The disparity between recent trends and future projections is puzzling.
This is a sample article from the February 2014 issue of EEnergy Informer.
that is the question many independent analysts would like to know. The Energy Information Administration (EIA), is an independent entity within the US Department of Energy, specifically set up to collect, analyze and disseminate unbiased, non-partisan information on energy-related topics. So why is it persistently and chronically under-estimating the growth potential of renewables in its long-term projections? It is a puzzle, perhaps explained by outdated models it uses, or — more likely — outdated cost assumptions that are not supported by recent facts or trends.
Recent data from the Energy Infrastructure Update compiled by the Federal Energy Regulatory Commission’s (FERC) Office of Energy Projects indicates that renewables make up a growing percentage of all new generation coming on line in the US in 2013. Renewables accounted for a stunning 100% of all new capacity additions in Nov 2013, 99% in Oct 2013 and nearly 35% for the first 11 months of 2013. Perhaps these figures are unrepresentative of longer-term trends, but by all indications, renewables are likely to grow at a much faster clip than EIA projects.
Renewable sources now account for 15.9% of total installed US generating capacity, surpassing nuclear and oil combined, which are 9.2% and 4.05%, respectively.

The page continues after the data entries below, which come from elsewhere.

//! OBEX wire constants: request opcodes, response codes and header ids.
//!
//! Every frame starts with a 3-byte prefix:
//!
//! ```text
//! ┌──────────┬──────────────┐
//! │ Code     │ Length       │
//! │ 1 byte   │ u16 BE       │
//! └──────────┴──────────────┘
//! ```
//!
//! CONNECT frames (and responses to CONNECT) follow it with version, flags
//! and maximum packet length; SETPATH requests follow it with flags and a
//! reserved byte. Headers come after that.

use std::fmt;

use crate::error::{ModemError, Result};

/// Size of the code + length prefix.
pub const PREFIX_SIZE: usize = 3;

/// Extra bytes after the prefix in CONNECT requests and responses.
pub const CONNECT_PREAMBLE_SIZE: usize = 4;

/// Extra bytes after the prefix in SETPATH requests.
pub const SETPATH_PREAMBLE_SIZE: usize = 2;

/// OBEX protocol version sent on CONNECT (1.3).
pub const OBEX_VERSION: u8 = 0x13;

/// Final bit carried by every response code and by final requests.
pub const FINAL_BIT: u8 = 0x80;

/// Largest frame the 16-bit length field can describe.
pub const MAX_FRAME_SIZE: usize = u16::MAX as usize;

/// Request opcodes.
#[derive(Debug, Clone, Copy, PartialEq, Eq, Hash)]
#[repr(u8)]
pub enum Opcode {
    Connect = 0x80,
    Disconnect = 0x81,
    Put = 0x02,
    PutFinal = 0x82,
    Get = 0x03,
    GetFinal = 0x83,
    SetPath = 0x85,
    Session = 0x87,
    Abort = 0xFF,
}

impl Opcode {
    pub fn from_byte(byte: u8) -> Result<Self> {
        Ok(match byte {
            0x80 => Opcode::Connect,
            0x81 => Opcode::Disconnect,
            0x02 => Opcode::Put,
            0x82 => Opcode::PutFinal,
            0x03 => Opcode::Get,
            0x83 => Opcode::GetFinal,
            0x85 => Opcode::SetPath,
            0x87 => Opcode::Session,
            0xFF => Opcode::Abort,
            other => {
                return Err(ModemError::InvalidFrame(format!(
                    "unknown request opcode 0x{:02X}",
                    other
                )))
            }
        })
    }

    #[inline]
    pub fn as_byte(self) -> u8 {
        self as u8
    }

    /// Whether the frame carries the CONNECT preamble.
    #[inline]
    pub fn has_connect_preamble(self) -> bool {
        self == Opcode::Connect
    }
}

impl fmt::Display for Opcode {
    fn fmt(&self, f: &mut fmt::Formatter<'_>) -> fmt::Result {
        let name = match self {
            Opcode::Connect => "CONNECT",
            Opcode::Disconnect => "DISCONNECT",
            Opcode::Put => "PUT",
            Opcode::PutFinal => "PUT-FINAL",
            Opcode::Get => "GET",
            Opcode::GetFinal => "GET-FINAL",
            Opcode::SetPath => "SETPATH",
            Opcode::Session => "SESSION",
            Opcode::Abort => "ABORT",
        };
        f.write_str(name)
    }
}

/// Response codes. Decoding tolerates a missing final bit.
#[derive(Debug, Clone, Copy, PartialEq, Eq, Hash)]
#[repr(u8)]
pub enum ResponseCode {
    Continue = 0x90,
    Success = 0xA0,
    Created = 0xA1,
    Accepted = 0xA2,
    NonAuthoritative = 0xA3,
    NoContent = 0xA4,
    ResetContent = 0xA5,
    PartialContent = 0xA6,
    MultipleChoices = 0xB0,
    MovedPermanently = 0xB1,
    MovedTemporarily = 0xB2,
    SeeOther = 0xB3,
    NotModified = 0xB4,
    UseProxy = 0xB5,
    BadRequest = 0xC0,
    Unauthorized = 0xC1,
    PaymentRequired = 0xC2,
    Forbidden = 0xC3,
    NotFound = 0xC4,
    MethodNotAllowed = 0xC5,
    NotAcceptable = 0xC6,
    ProxyAuthRequired = 0xC7,
    RequestTimeout = 0xC8,
    Conflict = 0xC9,
    Gone = 0xCA,
    LengthRequired = 0xCB,
    PreconditionFailed = 0xCC,
    EntityTooLarge = 0xCD,
    UriTooLarge = 0xCE,
    UnsupportedMediaType = 0xCF,
    InternalServerError = 0xD0,
    NotImplemented = 0xD1,
    BadGateway = 0xD2,
    ServiceUnavailable = 0xD3,
    GatewayTimeout = 0xD4,
    VersionNotSupported = 0xD5,
    DatabaseFull = 0xE0,
    DatabaseLocked = 0xE1,
}

impl ResponseCode {
    pub fn from_byte(byte: u8) -> Result<Self> {
        use ResponseCode::*;
        Ok(match byte | FINAL_BIT {
            0x90 => Continue,
            0xA0 => Success,
            0xA1 => Created,
            0xA2 => Accepted,
            0xA3 => NonAuthoritative,
            0xA4 => NoContent,
            0xA5 => ResetContent,
            0xA6 => PartialContent,
            0xB0 => MultipleChoices,
            0xB1 => MovedPermanently,
            0xB2 => MovedTemporarily,
            0xB3 => SeeOther,
            0xB4 => NotModified,
            0xB5 => UseProxy,
            0xC0 => BadRequest,
            0xC1 => Unauthorized,
            0xC2 => PaymentRequired,
            0xC3 => Forbidden,
            0xC4 => NotFound,
            0xC5 => MethodNotAllowed,
            0xC6 => NotAcceptable,
            0xC7 => ProxyAuthRequired,
            0xC8 => RequestTimeout,
            0xC9 => Conflict,
            0xCA => Gone,
            0xCB => LengthRequired,
            0xCC => PreconditionFailed,
            0xCD => EntityTooLarge,
            0xCE => UriTooLarge,
            0xCF => UnsupportedMediaType,
            0xD0 => InternalServerError,
            0xD1 => NotImplemented,
            0xD2 => BadGateway,
            0xD3 => ServiceUnavailable,
            0xD4 => GatewayTimeout,
            0xD5 => VersionNotSupported,
            0xE0 => DatabaseFull,
            0xE1 => DatabaseLocked,
            other => {
                return Err(ModemError::InvalidFrame(format!(
                    "unknown response code 0x{:02X}",
                    other
                )))
            }
        })
    }

    #[inline]
    pub fn as_byte(self) -> u8 {
        self as u8
    }

    /// 2xx-class responses.
    pub fn is_success(self) -> bool {
        (0xA0..=0xAF).contains(&self.as_byte())
    }
}

impl fmt::Display for ResponseCode {
    fn fmt(&self, f: &mut fmt::Formatter<'_>) -> fmt::Result {
        write!(f, "{:?} (0x{:02X})", self, self.as_byte())
    }
}

/// Header identifiers.
///
/// The two high bits of the id select the encoding:
/// `00` UTF-16BE text, `01` byte sequence, `10` one byte, `11` four bytes.
#[derive(Debug, Clone, Copy, PartialEq, Eq, Hash, PartialOrd, Ord)]
#[repr(u8)]
pub enum HeaderId {
    Count = 0xC0,
    Name = 0x01,
    Type = 0x42,
    Length = 0xC3,
    Time = 0x44,
    Description = 0x05,
    Target = 0x46,
    Http = 0x47,
    Body = 0x48,
    EndOfBody = 0x49,
    Who = 0x4A,
    ConnectionId = 0xCB,
    AppParameters = 0x4C,
    AuthChallenge = 0x4D,
    AuthResponse = 0x4E,
    CreatorId = 0xCF,
    WanUuid = 0x50,
    ObjectClass = 0x51,
    SessionParameters = 0x52,
    SessionSequenceNumber = 0x93,
}

/// Wire encoding class of a header.
#[derive(Debug, Clone, Copy, PartialEq, Eq)]
pub enum HeaderEncoding {
    /// id + u16 length + UTF-16BE text.
    Unicode,
    /// id + u16 length + bytes.
    Bytes,
    /// id + one byte.
    U8,
    /// id + u32 BE.
    U32,
}

impl HeaderId {
    pub fn from_byte(byte: u8) -> Result<Self> {
        use HeaderId::*;
        Ok(match byte {
            0xC0 => Count,
            0x01 => Name,
            0x42 => Type,
            0xC3 => Length,
            0x44 => Time,
            0x05 => Description,
            0x46 => Target,
            0x47 => Http,
            0x48 => Body,
            0x49 => EndOfBody,
            0x4A => Who,
            0xCB => ConnectionId,
            0x4C => AppParameters,
            0x4D => AuthChallenge,
            0x4E => AuthResponse,
            0xCF => CreatorId,
            0x50 => WanUuid,
            0x51 => ObjectClass,
            0x52 => SessionParameters,
            0x93 => SessionSequenceNumber,
            other => {
                return Err(ModemError::InvalidFrame(format!(
                    "unknown header id 0x{:02X}",
                    other
                )))
            }
        })
    }

    #[inline]
    pub fn as_byte(self) -> u8 {
        self as u8
    }

    pub fn encoding(self) -> HeaderEncoding {
        match self.as_byte() >> 6 {
            0b00 => HeaderEncoding::Unicode,
            0b01 => HeaderEncoding::Bytes,
            0b10 => HeaderEncoding::U8,
            _ => HeaderEncoding::U32,
        }
    }
}

impl fmt::Display for HeaderId {
    fn fmt(&self, f: &mut fmt::Formatter<'_>) -> fmt::Result {
        write!(f, "{:?}", self)
    }
}

/// Check that the length field of `bytes` matches its actual length.
pub fn validate(bytes: &[u8]) -> bool {
    bytes.len() >= PREFIX_SIZE && usize::from(u16::from_be_bytes([bytes[1], bytes[2]])) == bytes.len()
}

/// Declared total length of the frame starting at `bytes`, if the prefix is complete.
pub fn declared_length(bytes: &[u8]) -> Option<usize> {
    if bytes.len() < PREFIX_SIZE {
        return None;
    }
    Some(usize::from(u16::from_be_bytes([bytes[1], bytes[2]])))
}
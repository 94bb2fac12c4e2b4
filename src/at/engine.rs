//! AT command engine.
//!
//! [`AtEngine`] sends one command at a time and waits for the reply that
//! echoes it. Inbound AT text is classified by [`AtHandler`] on the reader
//! task: replies resolve the outstanding request, unsolicited lines go to
//! listeners through an [`EventHub`].
//!
//! # Example
//!
//! ```ignore
//! let identity = modem.at().send("ATI").await?;
//! let id = modem.at().add_listener(|event: &AtEvent| {
//!     tracing::info!("URC: {}", event.text);
//! });
//! ```

use std::sync::Arc;
use std::time::Duration;

use bytes::Bytes;
use tokio::sync::Mutex;
use tokio::time::Instant;

use super::grammar::{AtGrammar, AtReply, AtUnit, Parse, Terminal};
use crate::config::ModemConfig;
use crate::error::{AtErrorKind, ModemError, Result};
use crate::events::{EventHub, ListenerId};
use crate::link::{
    Consumed, Delivery, Dispatcher, HandlerId, LinkBuffer, Mode, ProtocolHandler, ResponseSlot,
};
use crate::obex::encode_latin1;
use crate::writer::WriterHandle;

/// Escape sequence that leaves transparent mode.
const ESCAPE_SEQUENCE: &[u8] = b"+++";

/// Command whose `OK` switches the module into OBEX transparent mode.
const OBEX_SWITCH_COMMAND: &str = "AT^SQWE=3";

/// Echo is switched on by the first negotiated command.
const ECHO_ON_COMMAND: &str = "ATE1";

/// An unsolicited line from the module.
#[derive(Debug, Clone, PartialEq, Eq)]
pub struct AtEvent {
    pub text: String,
}

/// What the outstanding AT request expects back.
#[derive(Debug, Clone, PartialEq, Eq)]
enum AtKey {
    /// A reply echoing this command.
    Command(String),
    /// `ATE1` while echo may still be off: echoed or bare.
    EchoOn(String),
    /// The bare `OK` after `+++`.
    Escape,
}

impl AtKey {
    fn for_command(command: &str) -> Self {
        if command.eq_ignore_ascii_case(ECHO_ON_COMMAND) {
            AtKey::EchoOn(command.to_string())
        } else {
            AtKey::Command(command.to_string())
        }
    }

    /// Whether a reply with `echo` answers this request.
    fn accepts(&self, echo: Option<&str>) -> bool {
        match (self, echo) {
            (AtKey::Escape, None) | (AtKey::EchoOn(_), None) => true,
            (AtKey::Command(command) | AtKey::EchoOn(command), Some(echo)) => {
                echo.eq_ignore_ascii_case(command)
            }
            _ => false,
        }
    }
}

type AtSlot = ResponseSlot<AtKey, AtReply>;

fn is_dial(command: &str) -> bool {
    command.to_ascii_uppercase().contains("ATD")
}

/// Inbound side of the AT protocol.
pub(crate) struct AtHandler {
    grammar: AtGrammar,
    slot: Arc<AtSlot>,
    events: EventHub<AtEvent>,
    dial_stall_timeout: Duration,
}

impl AtHandler {
    fn deliver(&self, reply: AtReply) {
        let echo = reply.echo.clone();
        let terminal = reply.terminal.clone();
        let mut reply = Some(reply);

        let delivery = self.slot.deliver_with(|key| {
            if key.accepts(echo.as_deref()) {
                reply.take()
            } else {
                None
            }
        });

        match (delivery, echo) {
            (Delivery::Delivered, _) => {}
            (_, None) if terminal != Terminal::Ok => {
                // Call progress results such as NO CARRIER arrive on their own.
                self.events.emit(AtEvent {
                    text: terminal.to_string(),
                });
            }
            (Delivery::Unsolicited, echo) => {
                tracing::warn!("Dropping unsolicited AT reply (echo {:?}, {})", echo, terminal);
            }
            (Delivery::Mismatched, echo) => {
                tracing::warn!("Dropping stale AT reply (echo {:?}, {})", echo, terminal);
            }
        }
    }
}

impl ProtocolHandler for AtHandler {
    fn name(&self) -> &'static str {
        "AT"
    }

    fn claims(&self, pending: &[u8]) -> bool {
        AtGrammar::claims(pending)
    }

    fn consume(&self, buffer: &mut LinkBuffer) -> Consumed {
        let (unit, len) = match self.grammar.parse(buffer.peek()) {
            Parse::Incomplete => return Consumed::Incomplete,
            Parse::Complete(unit, len) => (unit, len),
        };
        let raw = buffer.split_to(len);
        tracing::trace!("AT <- {:?}", String::from_utf8_lossy(&raw));

        match unit {
            AtUnit::Skip => Consumed::UNIT,
            AtUnit::Event(text) => {
                tracing::debug!("AT event: {}", text);
                self.events.emit(AtEvent { text });
                Consumed::UNIT
            }
            AtUnit::Reply(reply) => {
                let enters_obex = reply.terminal == Terminal::Ok
                    && reply
                        .echo
                        .as_deref()
                        .map_or(false, |echo| echo.to_ascii_uppercase().contains(OBEX_SWITCH_COMMAND));
                self.deliver(reply);
                Consumed::Unit {
                    switch_to: enters_obex.then_some(Mode::Obex),
                }
            }
        }
    }

    fn stall_timeout(&self, pending: &[u8]) -> Option<Duration> {
        let dial = pending.len() >= 3 && pending[..3].eq_ignore_ascii_case(b"ATD");
        dial.then_some(self.dial_stall_timeout)
    }
}

/// Sends AT commands and correlates their replies.
pub struct AtEngine {
    dispatcher: Arc<Dispatcher>,
    writer: WriterHandle,
    slot: Arc<AtSlot>,
    events: EventHub<AtEvent>,
    handler_id: HandlerId,
    /// Serializes AT exchanges and remembers when the last one ended.
    last_command: Mutex<Option<Instant>>,
    config: ModemConfig,
}

impl AtEngine {
    /// Create the engine and register its handler for AT mode.
    ///
    /// Must be called inside a tokio runtime (spawns the event dispatch task).
    pub fn new(
        dispatcher: Arc<Dispatcher>,
        writer: WriterHandle,
        config: ModemConfig,
    ) -> Result<Self> {
        let slot = Arc::new(AtSlot::new());
        let events = EventHub::new();
        let handler = Arc::new(AtHandler {
            grammar: AtGrammar::new()?,
            slot: slot.clone(),
            events: events.clone(),
            dial_stall_timeout: config.dial_stall_timeout(),
        });
        let handler_id = dispatcher.register(Mode::At, handler);

        Ok(Self {
            dispatcher,
            writer,
            slot,
            events,
            handler_id,
            last_command: Mutex::new(None),
            config,
        })
    }

    /// Send a command and return the reply text with echo and `OK` removed.
    ///
    /// Commands must start with `AT`. Changing the error mode with
    /// `AT+CMEE=` is rejected; it is negotiated once at session start.
    /// Call progress results (`NO CARRIER`, `BUSY`, `NO DIALTONE`) are
    /// returned as text; `ERROR`, `+CME ERROR` and `+CMS ERROR` fail with
    /// [`ModemError::CommandRejected`].
    pub async fn send(&self, command: &str) -> Result<String> {
        if !command.get(..2).map_or(false, |p| p.eq_ignore_ascii_case("AT")) {
            return Err(ModemError::InvalidArgument(format!(
                "AT command must start with AT: {:?}",
                command
            )));
        }
        if command.to_ascii_uppercase().contains("AT+CMEE=") {
            return Err(ModemError::InvalidArgument(
                "AT+CMEE= is negotiated at session start".to_string(),
            ));
        }
        self.send_internal(command).await
    }

    /// Send without the argument checks of [`send`](Self::send).
    pub(crate) async fn send_internal(&self, command: &str) -> Result<String> {
        let mut last = self.last_command.lock().await;
        self.ensure_at_mode()?;

        if is_dial(command) {
            // Fail fast before committing to the long dial budget.
            self.exchange(&mut last, "AT", self.config.at_wait_attempts)
                .await?;
            self.exchange(&mut last, command, self.config.dial_wait_attempts)
                .await
        } else {
            self.exchange(&mut last, command, self.config.at_wait_attempts)
                .await
        }
    }

    /// Enable echo and select the error reporting mode.
    pub async fn negotiate(&self) -> Result<()> {
        self.send_internal("ATE1").await?;
        let cmee = if self.config.numeric_errors {
            "AT+CMEE=1"
        } else {
            "AT+CMEE=2"
        };
        self.send_internal(cmee).await?;
        tracing::debug!("AT session negotiated ({})", cmee);
        Ok(())
    }

    /// Leave transparent mode with the `+++` escape.
    ///
    /// The escape is repeated until the module answers or the attempt budget
    /// runs out. On timeout the link stays in its previous mode.
    pub async fn close_mode(&self) -> Result<()> {
        let mut last = self.last_command.lock().await;
        let previous = self.dispatcher.mode();
        if previous == Mode::At {
            return Err(ModemError::ModeViolation(
                "escape sequence sent while already in AT mode".to_string(),
            ));
        }

        // Whatever the module sends after the escape is AT text.
        self.dispatcher.set_mode(Mode::At);
        let attempts = self.config.escape_attempts.max(1);

        for attempt in 1..=attempts {
            let pending = self.slot.arm(AtKey::Escape);
            if let Err(e) = self.writer.write(Bytes::from_static(ESCAPE_SEQUENCE)).await {
                self.slot.disarm();
                self.dispatcher.set_mode(previous);
                return Err(e);
            }

            match pending.wait(self.config.escape_wait(), 1).await {
                Ok(reply) => {
                    *last = Some(Instant::now());
                    tracing::debug!(
                        "Escape acknowledged ({}) after {} attempt(s)",
                        reply.terminal,
                        attempt
                    );
                    return Ok(());
                }
                Err(ModemError::ProtocolTimeout(_)) => {
                    self.slot.disarm();
                    tracing::debug!("No reply to escape, attempt {}/{}", attempt, attempts);
                }
                Err(e) => {
                    self.slot.disarm();
                    self.dispatcher.set_mode(previous);
                    return Err(e);
                }
            }
        }

        self.dispatcher.set_mode(previous);
        Err(ModemError::ProtocolTimeout(format!(
            "no reply to escape sequence after {} attempts",
            attempts
        )))
    }

    /// Current link mode.
    pub fn mode(&self) -> Mode {
        self.dispatcher.mode()
    }

    /// Register a listener for unsolicited events.
    pub fn add_listener<F>(&self, listener: F) -> ListenerId
    where
        F: Fn(&AtEvent) + Send + Sync + 'static,
    {
        self.events.add_listener(listener)
    }

    /// Remove an event listener. Returns `false` if it was not registered.
    pub fn remove_listener(&self, id: ListenerId) -> bool {
        self.events.remove_listener(id)
    }

    fn ensure_at_mode(&self) -> Result<()> {
        match self.dispatcher.mode() {
            Mode::At => Ok(()),
            mode => Err(ModemError::ModeViolation(format!(
                "AT command not allowed in {} mode",
                mode
            ))),
        }
    }

    async fn exchange(
        &self,
        last: &mut Option<Instant>,
        command: &str,
        attempts: u32,
    ) -> Result<String> {
        let mut line = encode_latin1(command)?;
        line.push(b'\r');

        if let Some(previous) = *last {
            tokio::time::sleep_until(previous + self.config.command_spacing()).await;
        }

        let pending = self.slot.arm(AtKey::for_command(command));
        tracing::trace!("AT -> {}", command);
        let written = self.writer.write(Bytes::from(line)).await;
        if let Err(e) = written {
            self.slot.disarm();
            *last = Some(Instant::now());
            return Err(e);
        }

        let result = pending.wait(self.config.at_wait(), attempts).await;
        *last = Some(Instant::now());

        match result {
            Ok(reply) => self.interpret(reply),
            Err(ModemError::ProtocolTimeout(_)) => {
                self.slot.disarm();
                Err(ModemError::ProtocolTimeout(format!(
                    "no reply to {} within {:?}",
                    command,
                    self.config.at_wait() * attempts.max(1)
                )))
            }
            Err(e) => {
                self.slot.disarm();
                Err(e)
            }
        }
    }

    fn interpret(&self, reply: AtReply) -> Result<String> {
        match reply.terminal {
            Terminal::Ok => Ok(reply.text),
            Terminal::Error => Err(ModemError::CommandRejected {
                kind: AtErrorKind::Error,
                code: None,
                message: if reply.text.is_empty() {
                    "ERROR".to_string()
                } else {
                    reply.text
                },
            }),
            Terminal::Cme(detail) => Err(self.rejected(AtErrorKind::Cme, detail)),
            Terminal::Cms(detail) => Err(self.rejected(AtErrorKind::Cms, detail)),
            progress => {
                if reply.text.is_empty() {
                    Ok(progress.to_string())
                } else {
                    Ok(format!("{}\r\n{}", reply.text, progress))
                }
            }
        }
    }

    fn rejected(&self, kind: AtErrorKind, detail: String) -> ModemError {
        let code = if self.config.numeric_errors {
            detail.trim().parse::<u16>().ok()
        } else {
            None
        };
        ModemError::CommandRejected {
            kind,
            code,
            message: detail,
        }
    }
}

impl Drop for AtEngine {
    fn drop(&mut self) {
        self.dispatcher.deregister(self.handler_id);
    }
}

impl std::fmt::Debug for AtEngine {
    fn fmt(&self, f: &mut std::fmt::Formatter<'_>) -> std::fmt::Result {
        f.debug_struct("AtEngine")
            .field("mode", &self.dispatcher.mode())
            .field("numeric_errors", &self.config.numeric_errors)
            .field("listeners", &self.events.listener_count())
            .finish()
    }
}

Critics of EIA’s projections are crying foul. “FERC’s latest renewable energy capacity data, coupled with the actual electrical generation from renewable sources, reveal a growing disconnect with the longer-term projections being issued by EIA,” according to Ken Bossong, Executive Director of the SUN DAY Campaign, a pro-renewable advocacy group. “With virtually all new electrical generation coming from renewables during the last two months (Oct & Nov 2013), it is obvious that solar, wind, biomass, geothermal, and hydropower are rapidly outpacing EIA’s unduly conservative forecasts.”
Mr. Bossong, like many others, is troubled by the apparent inconsistencies between recent FERC data — reporting record new renewable installations — and EIA’s projections — which appear increasingly disconnected from the recent trends and indicators. He notes that, “ … the Annual Energy Outlook 2014 (released in mid-Dec 2013)… projected that renewable sources would provide only a paltry 16% of the nation’s electricity supply by 2040. EIA’s own data reveal that renewables were already providing 14.2% of the nation’s electrical generation as of June 30, 2013.” That would mean a measly 2% growth in renewable share between 2013 and 2040, a 27 year period.
He has a point. Someone is obviously not telling the truth — certainly not the whole truth.